The OceanBase Database optimizer allows you to manually collect statistics by using the DBMS_STATS package or the ANALYZE statement.
Note
OceanBase Database does not support the estimation of the statistics collection time. Therefore, we recommend that you set ob_query_timeout long enough to complete the collection of statistics. Especially, if schema-level statistics collection is interrupted due to timeout, the collected statistics are retained. In addition, we recommend that you increase the value of the ob_query_timeout variable at the session level, which affects only the current session without interfering with other operations.

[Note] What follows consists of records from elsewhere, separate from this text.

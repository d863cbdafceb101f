//! Application pages

pub mod analytics;
pub mod billing;
pub mod dashboard;
pub mod genies;
pub mod home;
pub mod login;
pub mod oauth_callback;
pub mod settings;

Collect statistics by using the DBMS_STATS package
The OceanBase Database optimizer allows you to use the DBMS_STATS package to collect table-level statistics, schema-level statistics, and index statistics by calling stored procedures gather_table_stats, gather_schema_stats, and gather_index_stats respectively.

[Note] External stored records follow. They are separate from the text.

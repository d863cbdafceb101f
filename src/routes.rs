//! Route table for the console
//!
//! Every page path lives here together with the access rule the route gate
//! applies to it, plus the path comparison used to highlight the active
//! navigation entry.

pub const HOME: &str = "/";
pub const LOGIN: &str = "/login";
pub const REGISTER: &str = "/register";
pub const OAUTH_CALLBACK: &str = "/auth/callback";
pub const DASHBOARD: &str = "/dashboard";
pub const GENIES: &str = "/genies";
pub const ANALYTICS: &str = "/analytics";
pub const BILLING: &str = "/billing";
pub const SETTINGS: &str = "/settings";

/// Who may view a route
#[derive(Debug, Clone, Copy, PartialEq, Eq)]
pub enum RouteAccess {
    /// Requires a session; anonymous visitors are sent to the login page
    Protected,
    /// Only for anonymous visitors (login, register); signed-in users are
    /// sent to the home view
    PublicOnly,
    /// Rendered for everyone
    Open,
}

#[derive(Debug, Clone)]
struct RouteRule {
    prefix: String,
    access: RouteAccess,
}

/// Ordered list of path rules. The longest matching prefix wins; paths with
/// no matching rule are [`RouteAccess::Open`].
#[derive(Debug, Clone, Default)]
pub struct RouteTable {
    rules: Vec<RouteRule>,
}

impl RouteTable {
    pub fn new() -> Self {
        Self::default()
    }

    /// Adds a rule for `prefix` and everything below it.
    pub fn with(mut self, prefix: impl Into<String>, access: RouteAccess) -> Self {
        let prefix: String = prefix.into();
        self.rules.push(RouteRule {
            prefix: normalize(&prefix).to_string(),
            access,
        });
        self
    }

    /// Access rule for `path`
    pub fn access_for(&self, path: &str) -> RouteAccess {
        self.rules
            .iter()
            .filter(|rule| is_active(path, &rule.prefix))
            .max_by_key(|rule| rule.prefix.len())
            .map(|rule| rule.access)
            .unwrap_or(RouteAccess::Open)
    }
}

/// The console's own routes.
pub fn console_routes() -> RouteTable {
    RouteTable::new()
        .with(LOGIN, RouteAccess::PublicOnly)
        .with(REGISTER, RouteAccess::PublicOnly)
        .with(DASHBOARD, RouteAccess::Protected)
        .with(GENIES, RouteAccess::Protected)
        .with(ANALYTICS, RouteAccess::Protected)
        .with(BILLING, RouteAccess::Protected)
        .with(SETTINGS, RouteAccess::Protected)
}

/// Whether the navigation entry for `target` should be highlighted while
/// `current` is displayed.
///
/// `/` only matches itself. Any other target matches exactly or as a
/// `/`-bounded prefix, so `/genies` is active on `/genies/42` but not on
/// `/genies-archive`.
pub fn is_active(current: &str, target: &str) -> bool {
    let current = normalize(current);
    let target = normalize(target);

    if target == HOME {
        return current == HOME;
    }

    match current.strip_prefix(target) {
        Some(rest) => rest.is_empty() || rest.starts_with('/'),
        None => false,
    }
}

fn normalize(path: &str) -> &str {
    let path = path.split(['?', '#']).next().unwrap_or(path);
    let trimmed = path.trim_end_matches('/');
    if trimmed.is_empty() {
        HOME
    } else {
        trimmed
    }
}

#[cfg(test)]
mod tests {
    use super::*;

    #[test]
    fn test_home_only_matches_itself() {
        assert!(is_active("/", "/"));
        assert!(is_active("", "/"));
        assert!(!is_active("/dashboard", "/"));
    }

    #[test]
    fn test_prefix_match_is_segment_bounded() {
        assert!(is_active("/genies", "/genies"));
        assert!(is_active("/genies/42/edit", "/genies"));
        assert!(is_active("/genies/", "/genies"));
        assert!(!is_active("/genies-archive", "/genies"));
        assert!(!is_active("/billing", "/genies"));
    }

    #[test]
    fn test_query_string_is_ignored() {
        assert!(is_active("/billing?plan=pro", "/billing"));
        assert!(is_active("/?ref=mail", "/"));
    }

    #[test]
    fn test_console_route_access() {
        let routes = console_routes();

        assert_eq!(routes.access_for("/login"), RouteAccess::PublicOnly);
        assert_eq!(routes.access_for("/register"), RouteAccess::PublicOnly);
        assert_eq!(routes.access_for("/dashboard"), RouteAccess::Protected);
        assert_eq!(routes.access_for("/genies/abc"), RouteAccess::Protected);
        assert_eq!(routes.access_for("/billing"), RouteAccess::Protected);
        assert_eq!(routes.access_for("/"), RouteAccess::Open);
        assert_eq!(routes.access_for("/auth/callback"), RouteAccess::Open);
        assert_eq!(routes.access_for("/pricing"), RouteAccess::Open);
    }

    #[test]
    fn test_longest_prefix_wins() {
        let routes = RouteTable::new()
            .with("/genies", RouteAccess::Protected)
            .with("/genies/public", RouteAccess::Open);

        assert_eq!(routes.access_for("/genies/public/1"), RouteAccess::Open);
        assert_eq!(routes.access_for("/genies/1"), RouteAccess::Protected);
    }
}
use crate::api::{endpoint, SubscriptionApi, ORDER_PATH, VERIFY_PATH};
use crate::auth::session::SessionContext;
use crate::types::{
    ApiErrorBody, ApiResponse, AppError, CreateOrderRequest, PaymentOrder, Result,
    VerifyPaymentData, VerifyPaymentRequest,
};
use crate::utils::config::ApiConfig;
use async_trait::async_trait;
use serde::de::DeserializeOwned;
use serde::Serialize;
use std::time::Duration;
use tracing::{debug, warn};

/// Subscription API over HTTP.
///
/// The bearer token is read from the session on every call, so a sign-out
/// in another part of the app takes effect on the next request.
pub struct HttpSubscriptionApi {
    client: reqwest::Client,
    base_url: String,
    session: SessionContext,
}

impl HttpSubscriptionApi {
    pub fn new(config: &ApiConfig, session: SessionContext) -> Result<Self> {
        let client = reqwest::Client::builder()
            .timeout(Duration::from_secs(config.timeout_secs))
            .build()
            .map_err(|e| AppError::Config(format!("Failed to build HTTP client: {}", e)))?;

        Ok(Self {
            client,
            base_url: config.base_url.clone(),
            session,
        })
    }

    async fn post<T, R>(&self, path: &str, body: &T) -> Result<R>
    where
        T: Serialize + ?Sized,
        R: DeserializeOwned,
    {
        let url = endpoint(&self.base_url, path);
        let mut req = self.client.post(&url).json(body);
        if let Some(token) = self.session.token() {
            req = req.header(reqwest::header::AUTHORIZATION, token.bearer());
        }

        debug!(%url, "POST");
        let resp = req
            .send()
            .await
            .map_err(|e| AppError::Network(e.to_string()))?;

        let status = resp.status();
        if !status.is_success() {
            let message = resp
                .json::<ApiErrorBody>()
                .await
                .ok()
                .and_then(ApiErrorBody::into_message)
                .unwrap_or_else(|| format!("Request failed with status {}", status));
            warn!(%url, status = status.as_u16(), "Request failed: {}", message);
            return Err(AppError::Api {
                status: Some(status.as_u16()),
                message,
            });
        }

        resp.json::<R>()
            .await
            .map_err(|e| AppError::InvalidResponse(format!("Failed to parse response: {}", e)))
    }
}

#[async_trait(?Send)]
impl SubscriptionApi for HttpSubscriptionApi {
    async fn create_order(&self, plan_id: &str) -> Result<PaymentOrder> {
        let body = CreateOrderRequest {
            plan_id: plan_id.to_string(),
        };
        let resp: ApiResponse<PaymentOrder> = self.post(ORDER_PATH, &body).await?;
        resp.into_data()
    }

    async fn verify_payment(&self, request: &VerifyPaymentRequest) -> Result<VerifyPaymentData> {
        let resp: ApiResponse<VerifyPaymentData> = self.post(VERIFY_PATH, request).await?;
        resp.into_data()
    }
}
//! Browser entry point for the Genie console

use genie_ui::App;
use leptos::prelude::*;
use tracing::Level;
use tracing_wasm::WASMLayerConfigBuilder;

fn main() {
    console_error_panic_hook::set_once();

    // Gate decisions and checkout steps log at debug; keep them out of release consoles
    let max_level = if cfg!(debug_assertions) {
        Level::DEBUG
    } else {
        Level::INFO
    };
    tracing_wasm::set_as_global_default_with_config(
        WASMLayerConfigBuilder::new().set_max_level(max_level).build(),
    );
    tracing::info!(version = env!("CARGO_PKG_VERSION"), "Starting Genie console");

    mount_to_body(App);
}
//! Landing page

use crate::components::Header;
use crate::state::AppState;
use crate::types::PLANS;
use genie::routes;
use leptos::prelude::*;

/// Marketing page; rendered for everyone
#[component]
pub fn HomePage() -> impl IntoView {
    let state = expect_context::<AppState>();
    let is_auth = move || state.is_authenticated();

    view! {
        <div class="min-h-screen flex flex-col">
            <Header />

            <section class="flex-1 flex items-center justify-center px-4 py-16">
                <div class="max-w-4xl mx-auto text-center">
                    <div class="mb-8 animate-fade-in">
                        <div class="w-24 h-24 mx-auto rounded-2xl bg-gradient-to-br from-indigo-500 via-violet-500 to-purple-600
                                    flex items-center justify-center text-5xl shadow-2xl shadow-violet-500/25">
                            "🧞"
                        </div>
                    </div>

                    <h1 class="text-5xl md:text-7xl font-bold mb-6 animate-slide-up">
                        <span class="gradient-text">"Genie"</span>
                    </h1>

                    <p class="text-xl md:text-2xl text-slate-400 mb-4 animate-slide-up" style="animation-delay: 0.1s">
                        "Chatbots for your business, without the busywork"
                    </p>

                    <p class="text-lg text-slate-500 mb-12 max-w-2xl mx-auto animate-slide-up" style="animation-delay: 0.2s">
                        "Build a genie from your docs, drop it on your site, "
                        "and watch every conversation from one dashboard."
                    </p>

                    <div class="flex flex-col sm:flex-row gap-4 justify-center animate-slide-up" style="animation-delay: 0.3s">
                        <Show
                            when=is_auth
                            fallback=move || view! {
                                <a
                                    href=routes::REGISTER
                                    class="px-8 py-4 bg-indigo-600 hover:bg-indigo-700 rounded-xl text-lg font-semibold
                                           transition-all hover:scale-105 hover:shadow-lg hover:shadow-indigo-500/25"
                                >
                                    "Get Started"
                                </a>
                            }
                        >
                            <a
                                href=routes::DASHBOARD
                                class="px-8 py-4 bg-indigo-600 hover:bg-indigo-700 rounded-xl text-lg font-semibold
                                       transition-all hover:scale-105 hover:shadow-lg hover:shadow-indigo-500/25"
                            >
                                "Open Dashboard"
                            </a>
                        </Show>

                        <a
                            href="#pricing"
                            class="px-8 py-4 bg-slate-800 hover:bg-slate-700 border border-slate-700
                                   rounded-xl text-lg font-semibold transition-all hover:scale-105"
                        >
                            "See Pricing"
                        </a>
                    </div>
                </div>
            </section>

            <section class="py-20 px-4 bg-slate-800/50">
                <div class="max-w-6xl mx-auto">
                    <h2 class="text-3xl font-bold text-center mb-12">"Everything in one place"</h2>

                    <div class="grid md:grid-cols-3 gap-8">
                        <FeatureCard
                            icon="⚡"
                            title="Minutes to launch"
                            description="Upload your content and get an embeddable genie right away"
                        />
                        <FeatureCard
                            icon="📈"
                            title="Analytics"
                            description="Conversation volume, response times and escalations at a glance"
                        />
                        <FeatureCard
                            icon="🔒"
                            title="Secure billing"
                            description="Pay by card, UPI or netbanking through a hosted checkout"
                        />
                    </div>
                </div>
            </section>

            <section id="pricing" class="py-20 px-4">
                <div class="max-w-6xl mx-auto">
                    <h2 class="text-3xl font-bold text-center mb-12">"Simple pricing"</h2>
                    <div class="grid md:grid-cols-3 gap-6">
                        {PLANS
                            .into_iter()
                            .map(|plan| view! {
                                <div class=if plan.highlighted { "card p-6 border-indigo-500" } else { "card p-6" }>
                                    <h3 class="text-lg font-semibold">{plan.name}</h3>
                                    <p class="text-3xl font-bold mt-2">
                                        {plan.price}
                                        <span class="text-base font-normal text-slate-400">{plan.period}</span>
                                    </p>
                                </div>
                            })
                            .collect::<Vec<_>>()}
                    </div>
                </div>
            </section>

            <footer class="py-8 px-4 border-t border-slate-800 text-center text-slate-500">
                <p>"Built with 🦀 Rust • © 2026 Genie"</p>
            </footer>
        </div>
    }
}

#[component]
fn FeatureCard(
    icon: &'static str,
    title: &'static str,
    description: &'static str,
) -> impl IntoView {
    view! {
        <div class="p-6 bg-slate-800 rounded-xl border border-slate-700 hover:border-slate-600 transition-colors">
            <div class="text-4xl mb-4">{icon}</div>
            <h3 class="text-xl font-semibold mb-2">{title}</h3>
            <p class="text-slate-400">{description}</p>
        </div>
    }
}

PROCEDURE gather_table_stats (
ownname VARCHAR2,
tabname VARCHAR2,
partname VARCHAR2 DEFAULT NULL,
estimate_percent NUMBER DEFAULT AUTO_SAMPLE_SIZE,
block_sample BOOLEAN DEFAULT FALSE,
method_opt VARCHAR2 DEFAULT DEFAULT_METHOD_OPT,
degree NUMBER DEFAULT NULL,
granularity VARCHAR2 DEFAULT DEFAULT_GRANULARITY,
cascade BOOLEAN DEFAULT NULL,
stattab VARCHAR2 DEFAULT NULL,
statid VARCHAR2 DEFAULT NULL,
statown VARCHAR2 DEFAULT NULL,
no_invalidate BOOLEAN DEFAULT FALSE,
stattype VARCHAR2 DEFAULT 'DATA',
force BOOLEAN DEFAULT FALSE
);
PROCEDURE gather_schema_stats (
ownname VARCHAR2,
estimate_percent NUMBER DEFAULT AUTO_SAMPLE_SIZE,
block_sample BOOLEAN DEFAULT FALSE,
method_opt VARCHAR2 DEFAULT DEFAULT_METHOD_OPT,
degree NUMBER DEFAULT NULL,
granularity VARCHAR2 DEFAULT DEFAULT_GRANULARITY,
cascade BOOLEAN DEFAULT NULL,
stattab VARCHAR2 DEFAULT NULL,
statid VARCHAR2 DEFAULT NULL,
statown VARCHAR2 DEFAULT NULL,
no_invalidate BOOLEAN DEFAULT FALSE,
stattype VARCHAR2 DEFAULT 'DATA',
force BOOLEAN DEFAULT FALSE
);
PROCEDURE gather_index_stats (
ownname VARCHAR2,
indname VARCHAR2,
partname VARCHAR2 DEFAULT NULL,
estimate_percent NUMBER DEFAULT AUTO_SAMPLE_SIZE,
stattab VARCHAR2 DEFAULT NULL,
statid VARCHAR2 DEFAULT NULL,
statown VARCHAR2 DEFAULT NULL,
degree NUMBER DEFAULT NULL,
granularity VARCHAR2 DEFAULT DEFAULT_GRANULARITY,
no_invalidate BOOLEAN DEFAULT FALSE,
force BOOLEAN DEFAULT FALSE,
tabname VARCHAR2 DEFAULT NULL
);
The following table describes the parameters.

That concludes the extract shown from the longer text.